0.1 mol of cyclohexanone oxime with a water content of 0.05% by weight were with 0.05 mol of hexamethyldisilazane and 0.5 g Cation exchanger added and heated. after the Ammonia evolution was completed by the catalyst separated and distilled. The yield was 70% at one Response time of 50 minutes. The product had one Boiling point of 80 ° C / 5 mmHg.  

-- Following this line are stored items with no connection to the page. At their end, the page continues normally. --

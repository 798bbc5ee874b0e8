//! Core Types für die Task-Steuerung
//!
//! Datenstrukturen ohne Hardware-Dependencies

/// Zustand des Geräts
///
/// Es ist immer genau ein Zustand aktiv. Besitzer ist ausschließlich
/// die [`DeviceStateMachine`](crate::DeviceStateMachine).
#[derive(Debug, Clone, Copy, PartialEq, Eq)]
#[cfg_attr(feature = "defmt", derive(defmt::Format))]
pub enum DeviceState {
    /// Boot oder Recovery: Status wird vom Remote-Service geholt
    Initializing,
    /// Task ist offen
    TaskPending,
    /// Neuer Zielwert gesetzt, wartet auf freien Worker-Slot
    RequestPending,
    /// Request liegt beim Worker
    Connecting,
    /// Erfolgs-Animation nach bestätigtem Submit
    SuccessEffect,
    /// Task ist erledigt
    TaskCompleted,
    /// Submit fehlgeschlagen, Retry-Timer läuft
    RetryingAfterError,
    /// Terminaler Fehlerzustand, nur per Button verlassbar
    Failed,
}

impl DeviceState {
    /// Ruhezustand: kein Request unterwegs, kein Protokollschritt offen
    pub fn is_resting(self) -> bool {
        matches!(
            self,
            DeviceState::TaskPending | DeviceState::TaskCompleted | DeviceState::Failed
        )
    }

    /// Zustände, in denen die Animation ab dem Eintritt läuft
    pub fn is_animated(self) -> bool {
        matches!(self, DeviceState::Connecting | DeviceState::SuccessEffect)
    }

    /// Zustand für einen bekannten Remote-Status (`true` = erledigt)
    pub fn resting_for(done: bool) -> Self {
        if done {
            DeviceState::TaskCompleted
        } else {
            DeviceState::TaskPending
        }
    }
}

/// Art eines Requests an den Remote-Service
#[derive(Debug, Clone, Copy, PartialEq, Eq)]
#[cfg_attr(feature = "defmt", derive(defmt::Format))]
pub enum RequestKind {
    /// Aktuellen Status abfragen (Boot und Recovery)
    Fetch,
    /// Neuen Status setzen
    Submit { target_done: bool },
}

/// Request im Handshake-Slot
///
/// Es existiert höchstens ein solcher Request gleichzeitig.
#[derive(Debug, Clone, Copy, PartialEq, Eq)]
#[cfg_attr(feature = "defmt", derive(defmt::Format))]
pub struct PendingRequest {
    pub device_id: &'static str,
    pub kind: RequestKind,
    /// Monotone Zeit beim Einstellen (ms)
    pub enqueued_at_ms: u64,
    /// Unix-Zeit (UTC) für den Submit, `None` solange die Uhr nicht synchron ist
    pub timestamp: Option<u64>,
}

/// Ergebnis genau eines [`PendingRequest`]
#[derive(Debug, Clone, Copy, PartialEq, Eq)]
#[cfg_attr(feature = "defmt", derive(defmt::Format))]
pub enum RequestOutcome {
    Submitted { success: bool },
    /// `None` wenn der Fetch fehlgeschlagen ist
    Fetched { status: Option<bool> },
}

/// Animations-Kontext für `Connecting` und `SuccessEffect`
#[derive(Debug, Clone, Copy, PartialEq, Eq, Default)]
#[cfg_attr(feature = "defmt", derive(defmt::Format))]
pub struct AnimationContext {
    pub started_at_ms: u64,
}

/// Was der Renderer pro Tick bekommt
#[derive(Debug, Clone, Copy, PartialEq, Eq)]
#[cfg_attr(feature = "defmt", derive(defmt::Format))]
pub struct RenderFrame {
    pub state: DeviceState,
    /// Zeit seit Eintritt in den Zustand bzw. Start der Animation (ms)
    pub elapsed_ms: u64,
}

#[cfg(test)]
mod tests {
    use super::*;

    #[test]
    fn test_resting_states() {
        assert!(DeviceState::TaskPending.is_resting());
        assert!(DeviceState::TaskCompleted.is_resting());
        assert!(DeviceState::Failed.is_resting());
        assert!(!DeviceState::RequestPending.is_resting());
        assert!(!DeviceState::Connecting.is_resting());
        assert!(!DeviceState::RetryingAfterError.is_resting());
    }

    #[test]
    fn test_resting_for_status() {
        assert_eq!(DeviceState::resting_for(true), DeviceState::TaskCompleted);
        assert_eq!(DeviceState::resting_for(false), DeviceState::TaskPending);
    }
}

Example 4 Trimethyl (cyclohexanone oximo) silane

0.1 mol of cyclohexanone oxime was mixed with 0.05 mol Hexamethyldisilazane, 0.5 g cation exchanger and 10 µl Water is added and heated to boiling. For acceleration the reaction by expelling ammonia that forms becomes undried nitrogen during the reaction by the Reaction mixture passed. After the reaction was over separated from the catalyst and distilled. The yield was 75% with a reaction time of 40 minutes. The The product obtained had a boiling point of 80 ° C / 5 mmHg.

Claims (3)

1. A process for the preparation of trimethylsilylated aldoxides and ketoximes of the general formula R¹R²C = NO-SiMe₃, in which R¹ is a substituted or unsubstituted saturated or unsaturated alkyl or aryl radical, R² is R¹ or a hydrogen atom, and R¹ and R² together with the carbon atom, the R¹ and R² bears, stand for an alicyclic system, by reaction of ald or ketoximes of the general formula R¹R²C = N-OH, in which R¹ and R² are the same as above and which have a boiling point above 50 ° C, with hexamethyldisilazane in The presence of an acidic catalyst, preferably a cation exchanger, optionally with passage of a carrier gas and with the addition of moisture, characterized in that the water content is 0.001 to 2.0% by weight. 2. The method according to claim 1, characterized in that that the water content is 0.01 to 0.5 wt .-%. 3. The method according to claim 1 and 2, characterized characterized in that the water by the reactants, the catalyst and / or the carrier gas in the Reaction mixture is entered.